Health and health related issues have been present in the G8 agenda from the early days of its collaboration. However, in conjunction with G8 development priorities they emerged in late nineties
Crucial contribution towards G8 agenda on health was made by the Japanese G8 Presidency in 2000, and subsequently by the Russian presidency in 2006.
For analysis of the G8 input to global development and health governance, we have put together a list of G8 development commitments, including commitments aimed at integrating developing countries into the global governance processes. For the period from 1975 till 2009 the list amounted to 1068 (out of the total of 3435 commitments) in absolute value, or 31% in relative value.

Within this selection health commitments account for 166 commitments or 15, 2% of all development pledges. The average percentage of health commitments made up 4.8% of all commitments, which is a lot, given that most of these commitments have been made in the past decade since the summit in Birmingham in 1998, when leaders agreed on 3 commitments to fight malaria and Aids.
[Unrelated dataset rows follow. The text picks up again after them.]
use auji_core::AppError;

const DEFAULT_MAX_CONNECTIONS: u32 = 5;

/// Connection settings for the job database.
#[derive(Debug, Clone)]
pub struct DatabaseConfig {
    pub url: String,
    pub max_connections: u32,
}

impl DatabaseConfig {
    /// Read configuration from environment variables.
    ///
    /// - `DATABASE_URL` (required)
    /// - `DATABASE_MAX_CONNECTIONS` (optional, defaults to 5)
    pub fn from_env() -> Result<Self, AppError> {
        Self::from_lookup(|key| std::env::var(key).ok())
    }

    fn from_lookup(lookup: impl Fn(&str) -> Option<String>) -> Result<Self, AppError> {
        let url = lookup("DATABASE_URL")
            .filter(|v| !v.trim().is_empty())
            .ok_or_else(|| {
                AppError::ConfigError("DATABASE_URL not set. Jobs cannot be stored without it.".into())
            })?;

        let max_connections = match lookup("DATABASE_MAX_CONNECTIONS") {
            None => DEFAULT_MAX_CONNECTIONS,
            Some(raw) => match raw.trim().parse::<u32>() {
                Ok(0) => {
                    return Err(AppError::ConfigError(
                        "DATABASE_MAX_CONNECTIONS must be at least 1".into(),
                    ));
                }
                Ok(n) => n,
                Err(_) => {
                    return Err(AppError::ConfigError(format!(
                        "Invalid DATABASE_MAX_CONNECTIONS '{raw}': must be a positive integer"
                    )));
                }
            },
        };

        Ok(Self {
            url,
            max_connections,
        })
    }
}

#[cfg(test)]
mod tests {
    use super::*;

    fn config(url: Option<&str>, max: Option<&str>) -> Result<DatabaseConfig, AppError> {
        DatabaseConfig::from_lookup(|key| match key {
            "DATABASE_URL" => url.map(str::to_string),
            "DATABASE_MAX_CONNECTIONS" => max.map(str::to_string),
            _ => None,
        })
    }

    #[test]
    fn test_url_required() {
        assert!(matches!(config(None, None), Err(AppError::ConfigError(_))));
        assert!(matches!(config(Some("  "), None), Err(AppError::ConfigError(_))));
    }

    #[test]
    fn test_max_connections() {
        let url = Some("postgres://localhost/auji");
        assert_eq!(config(url, None).unwrap().max_connections, 5);
        assert_eq!(config(url, Some("12")).unwrap().max_connections, 12);
        assert!(config(url, Some("0")).is_err());
        assert!(config(url, Some("many")).is_err());
    }
}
Since 1998 the number of health commitments has been dramatically increased in absolute and relative terms. Thus in 2006 out of 317 39 commitments were devoted to health issues. This made 45.35% of selected development commitments for that period.

Afterwards health remained in the G8 priorities, and in 2009 the percentage of health commitments of development commitments made up 16.51% which exceeds the average level of 15.2%.

Hence, G8 compliance with the pledges made is crucially relevant.

So far in 2000 the G8 was the most effective both on rhetoric and delivery. A high level of delivery was registered in 2003. Whereas in 2006 and 2007 the G8 was less successful on the delivery with the SaintPetersburg and Heiligendamm summit commitments and the level of compliance was below the average of 0.5.

So far, the G20 has only implicitly introduced the health-related issues into the agenda through commitments made on aid and MDGs. However its compliance on development commitments (-0.05) has been lower than that of the G8 especially of the non-G8 member-states (-0.67).

Given the G20 mandate for global economic and financial governance it is not likely to be in the nearest future the forum for global health goverance. Though it would be vital that with G8 leadership the G20 retains responsibility for MD health Gs in its priorities.

In the first session there was a question on what is the key challenge for the G8 and G20 in governing global health. The response, which I fully share was consistency and coordination between the two institutions. It remains to be seen how feasible it proves to be.